Hay un enorme contraste entre esa figura y la temible imagen de Dios que se presentaba en las enseñanzas eclesiásticas antes del Vaticano II, concilio que ha dirigido de nuevo la mirada de la Iglesia hacia el cristianismo del siglo I, sobre todo profundizando en el estudio de los testamentos, y del Nuevo en particular, indagando en sus idiomas originales y ya no en la imprecisa traducción al latín de San Jerónimo.
El Dios que sirve
Estamos en la noche entre el jueves y el viernes de la semana en que cae la Pascua hebrea, en el mes de abril del año 30 (según algunos, en el año 33: a este respecto, se puede acudir a mi ensayo Jesús, nacido en el año 6 «antes de Cristo» y crucificado en el año 30: Una aproximación histórica, Tektime, 2020). La vida pública de Jesús estaba a punto concluir. Faltaban su pasión y muerte y después la Resurrección, aunque esta no se manifestará a todos: afectará solo a los apóstoles y los discípulos, es decir, a la primera Iglesia, que recibirán de Cristo la orden de comunicar ellos mismos la buena nueva de Este como resucitado y salvador (leer, por ejemplo, Mateo 28:16-20) y de suscitar la fe en sus oyentes. Pedro afirma en el libro de los Hechos de los Apóstoles del Nuevo Testamento: «Nosotros somos testigos de todo lo que hizo en el país de los judíos y en Jerusalén. Y ellos lo mataron, suspendiéndolo de una cruz, pero Dios lo resucitó al tercer día y le concedió que se manifestara, no a todo el pueblo, sino a testigos elegidos de antemano por Dios: a nosotros, que comimos y bebimos con él, después de su resurrección. Y nos envió a predicar al pueblo, y atestiguar que él fue constituido por Dios Juez de vivos y muertos. Todos los profetas dan testimonio de él, declarando que los que creen en él reciben el perdón de los pecados, en virtud de su Nombre» (Hc 10:39-43).
Como dice el evangelio de San Juan, libro pleno de símbolos, en la noche entre el jueves y el viernes que precedieron inmediatamente a su pasión y muerte, Jesús, durante la última cena, enseña y tranquiliza a los suyos y también los instruye con una acción: lavándoles los pies. Ese lavatorio es en primer lugar un emblema de la pasión y muerte que ya están próximas: a diferencia de los demás evangelios, el de Juan presenta toda la pasión de Cristo como una marcha triunfal hacia la glorificación, la misma cruz es su trono de rey del universo, el sufrimiento psicológico y físico se simboliza en síntesis en el lavado de los pies de los suyos. Pero no hay solo un símbolo en esa acción. Con ella, Jesús da alegóricamente la más grande de las enseñanzas, que ratificará de inmediato con palabras: el mandamiento nuevo del servicio al prójimo, que es una manifestación de amor, no solo hacia el igual, sino hacia Dios, ese Dios infinito que el hombre, en su propia limitación, no puede amar-adorar adecuadamente si no es indirectamente, queriendo el bien para todos los seres humanos que encuentra y en los cuales se refleja Jesús-Dios.

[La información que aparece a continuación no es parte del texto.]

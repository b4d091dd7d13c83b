//! Core types shared by every stage of the update pipeline.
//!
//! Currently this is the error taxonomy; see [`error`].

pub mod error;

pub use error::{ErrorContext, UpdateError, user_friendly_error};
//! SRAT updater command-line entry point.

use anyhow::Result;
use clap::Parser;
use srat_updater::cli;
use srat_updater::core::user_friendly_error;

#[tokio::main]
async fn main() -> Result<()> {
    let cli = cli::Cli::parse();

    match cli.execute().await {
        Ok(()) => Ok(()),
        Err(e) => {
            let error_ctx = user_friendly_error(e);
            error_ctx.display();
            std::process::exit(1);
        }
    }
}
//! Configuration for the SRAT updater.
//!
//! The updater consumes a single TOML file, [`UpdaterConfig`], holding the
//! selected channel, the auto-update flag, the data directory and the
//! settings of each pipeline stage. See [`updater`] for the file format and
//! lookup order.

mod updater;

pub use updater::{
    CONFIG_ENV_VAR, FetchSettings, ReleaseSettings, RestartSettings, ScheduleSettings,
    UpdaterConfig,
};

Según el evangelio de San Mateo, Cristo ya había dicho a los suyos: «Cuando el Hijo del hombre venga en su gloria rodeado de todos los ángeles, se sentará en su trono glorioso. Todas las naciones serán reunidas en su presencia, y él separará a unos de otros, como el pastor separa las ovejas de los cabritos, y pondrá a aquellas a su derecha y a estos a su izquierda. Entonces el Rey dirá a los que tenga a su derecha: “Venid, benditos de mi Padre, y recibid en herencia el Reino que os fue preparado desde el comienzo del mundo, porque tuve hambre, y me disteis de comer; tuve sed, y me disteis de beber; estaba de paso, y me alojasteis; desnudo, y me vestisteis; enfermo, y me visitasteis; preso, y me vinisteis a ver". Los justos le responderán: "Señor, ¿cuándo te vimos hambriento, y te dimos de comer; sediento, y te dimos de beber? ¿Cuándo te vimos de paso, y te alojamos; desnudo, y te vestimos? ¿Cuándo te vimos enfermo o preso, y fuimos a verte?" Y el Rey les responderá: "Os aseguro que cada vez que lo hicisteis con el más pequeño de mis hermanos, lo hicisteis conmigo”» (Mt 25:31-40).
El episodio del lavado de pies se cuenta en el evangelio de San Juan: «Antes de la fiesta de Pascua, sabiendo Jesús que había llegado la hora de pasar de este mundo al Padre, él, que había amado a los suyos que quedaban en el mundo, los amó hasta el fin. Durante la Cena, cuando el demonio ya había inspirado a Judas Iscariote, hijo de Simón, el propósito de entregarlo, sabiendo Jesús que el Padre había puesto todo en sus manos y que él había venido de Dios y volvía a Dios, se levantó de la mesa, se quitó el manto y tomando una toalla se la ató a la cintura. Luego echó agua en un recipiente y empezó a lavar los pies a los discípulos y a secárselos con la toalla que tenía en la cintura». (Jn 13:1-5). «Después de haberles lavado los pies, se puso el manto, volvió a la mesa y les dijo: “¿entendéis lo que acabo de hacer con vosotros?”» (Jn 13:12). He omitido los versículos 6 a 11 que aquí no nos interesan.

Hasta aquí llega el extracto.